Auf einem Verteidigungsgipfel früherer Sowjetrepubliken forderte der kasachische Präsident Kassym-Schomart Tokajew einen Friedensschluss. „Was die Ukraine betrifft, glaube ich, dass die Zeit für eine kollektive Suche nach einer Friedensformel gekommen ist“, sagte Tokajew beim Gipfeltreffen der von Russland dominierten Organisation des Vertrags über kollektive Sicherheit (OVKS).

AKW Saporischschja: Russland will nicht abziehen

Unterdessen sprach sich die russische Atombehörde Rosatom für die Einrichtung einer Schutzzone um das besetzte AKW Saporischschja aus – allerdings zu Moskauer Bedingungen. „Wir glauben daran, wir brauchen sie, die Parameter sind klar, und ein Gespräch mit Rafael Grossi (Chef der Internationalen Atomenergiebehörde (IAEA), Anm.) gab es“, sagte Behördenchef Alexej Lichatschow am Donnerstag der Nachrichtenagentur Interfax zufolge.

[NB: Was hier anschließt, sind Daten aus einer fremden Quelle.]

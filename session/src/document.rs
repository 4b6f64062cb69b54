//! Reading and writing schema documents.
//!
//! Documents are plain JSON or YAML files. [`load_document`] picks the
//! format from the file extension and falls back to JSON, so extension-less
//! exports keep working. [`SchemaLibrary`] loads a whole directory of named
//! documents, the editor's "load example" catalogue.
//!
//! # Loading patterns
//!
//! ```no_run
//! use form_schema_session::{SchemaLibrary, load_document};
//!
//! let doc = load_document("schemas/profile.json").unwrap();
//! println!("{}", doc["title"]);
//!
//! let library = SchemaLibrary::from_dir("schemas/").unwrap();
//! for name in library.names() {
//!     println!("  {name}");
//! }
//! ```

use std::collections::BTreeMap;
use std::io::{BufReader, BufWriter};
use std::path::{Path, PathBuf};

use serde_json::Value;
use sha2::{Digest, Sha256};
use tracing::debug;

use crate::error::Result;

/// On-disk serialization of a document.
#[derive(Debug, Clone, Copy, PartialEq, Eq)]
pub enum DocumentFormat {
    /// `.json`
    Json,
    /// `.yml` / `.yaml`
    Yaml,
}

impl DocumentFormat {
    /// Format implied by the extension of `path`, if recognized.
    ///
    /// # Examples
    ///
    /// ```
    /// use form_schema_session::DocumentFormat;
    ///
    /// assert_eq!(DocumentFormat::from_path("a/b.yaml"), Some(DocumentFormat::Yaml));
    /// assert_eq!(DocumentFormat::from_path("a/b.JSON"), Some(DocumentFormat::Json));
    /// assert_eq!(DocumentFormat::from_path("a/b.txt"), None);
    /// ```
    pub fn from_path(path: impl AsRef<Path>) -> Option<Self> {
        let extension = path.as_ref().extension()?.to_str()?.to_ascii_lowercase();
        match extension.as_str() {
            "json" => Some(Self::Json),
            "yml" | "yaml" => Some(Self::Yaml),
            _ => None,
        }
    }
}

/// Reads a schema document (JSON unless the extension says YAML).
///
/// # Errors
///
/// Returns [`Io`](crate::SessionError::Io) if the file cannot be read, or
/// [`Json`](crate::SessionError::Json)/[`Yaml`](crate::SessionError::Yaml)
/// if it does not parse.
pub fn load_document(path: impl AsRef<Path>) -> Result<Value> {
    let path = path.as_ref();
    let reader = BufReader::new(std::fs::File::open(path)?);
    let document = match DocumentFormat::from_path(path).unwrap_or(DocumentFormat::Json) {
        DocumentFormat::Json => serde_json::from_reader(reader)?,
        DocumentFormat::Yaml => serde_yaml::from_reader(reader)?,
    };
    debug!(path = %path.display(), "loaded schema document");
    Ok(document)
}

/// Writes a schema document (pretty JSON unless the extension says YAML).
///
/// # Errors
///
/// Returns [`Io`](crate::SessionError::Io) if the file cannot be written, or
/// a serialization error.
pub fn save_document(path: impl AsRef<Path>, document: &Value) -> Result<()> {
    let path = path.as_ref();
    let writer = BufWriter::new(std::fs::File::create(path)?);
    match DocumentFormat::from_path(path).unwrap_or(DocumentFormat::Json) {
        DocumentFormat::Json => serde_json::to_writer_pretty(writer, document)?,
        DocumentFormat::Yaml => serde_yaml::to_writer(writer, document)?,
    }
    Ok(())
}

/// SHA-256 hex digest of a document's JSON text.
///
/// Key order is significant (property order is part of a schema), so two
/// documents differing only in property order have different fingerprints.
///
/// # Examples
///
/// ```
/// use form_schema_session::fingerprint;
/// use serde_json::json;
///
/// let a = fingerprint(&json!({ "type": "object" }));
/// assert_eq!(a.len(), 64);
/// assert_eq!(a, fingerprint(&json!({ "type": "object" })));
/// assert_ne!(a, fingerprint(&json!({ "type": "string" })));
/// ```
pub fn fingerprint(document: &Value) -> String {
    let hash = Sha256::digest(document.to_string().as_bytes());
    format!("{:x}", hash)
}

/// Named schema documents loaded from a directory.
///
/// # Examples
///
/// ```no_run
/// use form_schema_session::SchemaLibrary;
///
/// let library = SchemaLibrary::from_dir("schemas/").unwrap();
/// if let Some(profile) = library.get("profile") {
///     println!("profile has {} top-level keys", profile.as_object().map_or(0, |o| o.len()));
/// }
/// ```
#[derive(Debug, Clone, Default)]
pub struct SchemaLibrary {
    documents: BTreeMap<String, Value>,
    source: Option<PathBuf>,
}

impl SchemaLibrary {
    /// Creates an empty library.
    pub fn new() -> Self {
        Self::default()
    }

    /// Loads every `*.json`, `*.yml` and `*.yaml` file in `path`, keyed by
    /// file stem. Other files are ignored.
    ///
    /// # Errors
    ///
    /// Returns [`Io`](crate::SessionError::Io) if the directory or a file
    /// cannot be read, or a parse error for the first invalid document.
    pub fn from_dir(path: impl AsRef<Path>) -> Result<Self> {
        let path = path.as_ref();
        let mut documents = BTreeMap::new();

        for entry in std::fs::read_dir(path)? {
            let file_path = entry?.path();
            if DocumentFormat::from_path(&file_path).is_none() {
                continue;
            }
            let Some(name) = file_path.file_stem().and_then(|s| s.to_str()) else {
                continue;
            };
            documents.insert(name.to_string(), load_document(&file_path)?);
        }

        debug!(path = %path.display(), count = documents.len(), "loaded schema library");
        Ok(Self {
            documents,
            source: Some(path.to_path_buf()),
        })
    }

    /// Looks up a document by name.
    pub fn get(&self, name: &str) -> Option<&Value> {
        self.documents.get(name)
    }

    /// Adds or replaces a document.
    pub fn insert(&mut self, name: impl Into<String>, document: Value) {
        self.documents.insert(name.into(), document);
    }

    /// Returns `true` if the library holds `name`.
    pub fn contains(&self, name: &str) -> bool {
        self.documents.contains_key(name)
    }

    /// Number of documents.
    pub fn len(&self) -> usize {
        self.documents.len()
    }

    /// Returns `true` if the library holds no documents.
    pub fn is_empty(&self) -> bool {
        self.documents.is_empty()
    }

    /// Document names in sorted order.
    pub fn names(&self) -> impl Iterator<Item = &str> {
        self.documents.keys().map(String::as_str)
    }

    /// Directory the library was loaded from.
    pub fn source(&self) -> Option<&Path> {
        self.source.as_deref()
    }
}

Lichatschow gab auch an, wie er sich die Schutzzone vorstelle: Es dürfe die Ukraine das Gelände weder beschießen noch versuchen, es zurückzuerobern. „Im Gegenzug, das ist klar, stationiert Russland dort keine Angriffswaffen und -kräfte, sondern nutzt nur Mittel zum physischen Schutz und der Bewachung der Anlage“, sagte Lichatschow. Zugleich teilte der Rosatom-Direktor mit, alle elektrischen Leitungen um die Nuklearanlage herum seien beschädigt. Das Herunterfahren des Reaktors in den Kaltzustand biete nur „relative Sicherheit“, warnte er.

Die russischen Vorstellungen einer Schutzzone unterscheiden sich deutlich von den Forderungen der IAEA. Diese hatte Moskau vor einer Woche zur Aufgabe des besetzten ukrainischen Atomkraftwerks aufgefordert. Auch die Ukraine fordert einen Abzug der russischen Truppen. Kiew und Moskau werfen einander seit Monaten immer wieder den Beschuss der Anlage vor.